1.4.4 Determining vitality. Gathering cellular reach data
This research includes (1) a rough mapping of the islands’ centralized and ad-hoc power grids and (2) a point-sampling of the reach and strength of cellular coverage on the islands (see Figure 7). These findings are primarily intended to help understand the correlation between access to digital communication and language attrition, and secondary applications of this data include aiding the implementation of language revitalization and maintenance efforts, humanitarian aid, disaster relief, and community development efforts.
Figure 7. Map of cellular and data availability on Sanana
Below is a section from a GIS map of cellular and data availability on Sanana island. Cellular readings were made for both of the region’s service providers’ strength of voice and data signal. These are compared to assessments of linguistic vitality in each region.

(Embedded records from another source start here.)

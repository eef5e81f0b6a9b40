//! Property keys
//!
//! Provides [`PropKey`] for addressing a single slot of a composite value.

use crate::error::DraftError;
use crate::value::NodeKind;
use serde::{Deserialize, Serialize};
use std::fmt::{self, Display, Formatter};

/// Name of the pseudo-property exposing an array's length
pub const LENGTH: &str = "length";

/// Largest array length; valid positions are strictly below it
pub const MAX_ARRAY_LEN: usize = u32::MAX as usize;

/// Key of one slot in an object, array, map or set
///
/// Objects and maps are keyed by name, arrays and sets by position.
/// Arrays additionally accept the name `length`.
#[derive(Debug, Clone, PartialEq, Eq, PartialOrd, Ord, Hash, Serialize, Deserialize)]
#[serde(untagged)]
pub enum PropKey {
    /// Positional key
    Index(usize),
    /// Named key
    Name(String),
}

impl PropKey {
    /// The array `length` key
    #[inline]
    #[must_use]
    pub fn length() -> Self {
        Self::Name(LENGTH.to_string())
    }

    /// Check if this is the array `length` key
    #[inline]
    #[must_use]
    pub fn is_length(&self) -> bool {
        matches!(self, Self::Name(name) if name == LENGTH)
    }

    /// Positional value, if any
    #[inline]
    #[must_use]
    pub fn as_index(&self) -> Option<usize> {
        match self {
            Self::Index(index) => Some(*index),
            Self::Name(_) => None,
        }
    }

    /// Bring the key into the canonical form for a container kind
    ///
    /// # Errors
    /// Returns [`DraftError::InvalidArrayKey`] for non-numeric names other
    /// than `length` on arrays and for positions at or above
    /// [`MAX_ARRAY_LEN`], and a kind mismatch for named keys on sets.
    pub fn normalize(self, kind: NodeKind) -> Result<Self, DraftError> {
        match kind {
            NodeKind::Object | NodeKind::Map => Ok(match self {
                Self::Index(index) => Self::Name(index.to_string()),
                name @ Self::Name(_) => name,
            }),
            NodeKind::Array => match self {
                Self::Index(index) => bounded(index),
                Self::Name(name) if name == LENGTH => Ok(Self::Name(name)),
                Self::Name(name) => match name.parse::<usize>() {
                    Ok(index) => bounded(index),
                    Err(_) => Err(DraftError::InvalidArrayKey(name)),
                },
            },
            NodeKind::Set => match self {
                Self::Index(index) => bounded(index),
                Self::Name(name) => match name.parse::<usize>() {
                    Ok(index) => bounded(index),
                    Err(_) => Err(DraftError::kind_mismatch("set position", "name")),
                },
            },
        }
    }
}

fn bounded(index: usize) -> Result<PropKey, DraftError> {
    if index >= MAX_ARRAY_LEN {
        return Err(DraftError::InvalidArrayKey(index.to_string()));
    }
    Ok(PropKey::Index(index))
}

impl Display for PropKey {
    fn fmt(&self, f: &mut Formatter<'_>) -> fmt::Result {
        match self {
            Self::Index(index) => write!(f, "{index}"),
            Self::Name(name) => f.write_str(name),
        }
    }
}

impl From<usize> for PropKey {
    fn from(index: usize) -> Self {
        Self::Index(index)
    }
}

impl From<&str> for PropKey {
    fn from(name: &str) -> Self {
        Self::Name(name.to_string())
    }
}

impl From<String> for PropKey {
    fn from(name: String) -> Self {
        Self::Name(name)
    }
}

impl From<&String> for PropKey {
    fn from(name: &String) -> Self {
        Self::Name(name.clone())
    }
}

#[cfg(test)]
mod tests {
    use super::*;

    #[test]
    fn object_keys_become_names() {
        assert_eq!(
            PropKey::Index(3).normalize(NodeKind::Object).unwrap(),
            PropKey::Name("3".into())
        );
        assert_eq!(
            PropKey::from("a").normalize(NodeKind::Map).unwrap(),
            PropKey::from("a")
        );
    }

    #[test]
    fn array_keys_accept_indices_and_length() {
        assert_eq!(
            PropKey::from("2").normalize(NodeKind::Array).unwrap(),
            PropKey::Index(2)
        );
        assert!(PropKey::length()
            .normalize(NodeKind::Array)
            .unwrap()
            .is_length());
    }

    #[test]
    fn positions_beyond_the_array_limit_are_rejected() {
        assert_eq!(
            PropKey::Index(MAX_ARRAY_LEN - 1).normalize(NodeKind::Array).unwrap(),
            PropKey::Index(MAX_ARRAY_LEN - 1)
        );
        assert_eq!(
            PropKey::from("4294967295").normalize(NodeKind::Array).unwrap_err(),
            DraftError::InvalidArrayKey("4294967295".into())
        );
        assert!(PropKey::Index(usize::MAX).normalize(NodeKind::Set).is_err());
    }

    #[test]
    fn array_rejects_other_names() {
        let err = PropKey::from("name").normalize(NodeKind::Array).unwrap_err();
        assert_eq!(err, DraftError::InvalidArrayKey("name".into()));
    }

    #[test]
    fn display() {
        assert_eq!(PropKey::Index(0).to_string(), "0");
        assert_eq!(PropKey::from("todo").to_string(), "todo");
    }

    #[test]
    fn serializes_untagged() {
        let keys = vec![PropKey::from("a"), PropKey::Index(1)];
        let json = serde_json::to_string(&keys).unwrap();
        assert_eq!(json, r#"["a",1]"#);
        let back: Vec<PropKey> = serde_json::from_str(&json).unwrap();
        assert_eq!(back, keys);
    }
}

1.4.4.1 Determining vitality. Gathering cellular reach data. Method for determining cellular reach
Cellular signal strength was sampled and recorded at all session sites and at various other spots around the islands that I crossed during fieldwork. To gather the data, I used a cellular iPad and an Android phone. Readings were made for both Telkomsel, and Indosat providers (the two carrier networks servicing the area). Readings measured voice and data strength separately, and they were accompanied by textual metadata about reading locations (e.g. reading taken on bridge just north of Pastina)—this was to enable location correction when device’s built in GPS readings were in error. To ensure robust and reliable data (i.e. ensuring readings were not anomalous), consultants at each site were questioned about each area’s access to reliable cellular and digital communication signals and whether the day and time of collection was typical.
These cellular signal readings were used to answer parts of an augmented UNESCO framework for determining language endangerment (Brenzinger et al. 2003). These measurements correlate language use and transmission with access to digital communication in order to help reveal the effects of rapid digital infrastructure development in endangered language communities.
In addition to using this data to help determine language endangerment, it has been digitally mapped using GIS technology to establish a coverage baseline that can be referenced in the future in measuring the correlation between language vitality and the reach of digital infrastructure. Findings at this point demonstrate (1) a gradation of language attrition that is positively correlated with access to reliable digital communication, (2) that the correlation is stronger on the island of Sanana than on Mangon, and (3) that it is likely affected by increased urbanization and an increased proportion of non-Sula populations in Sanana town.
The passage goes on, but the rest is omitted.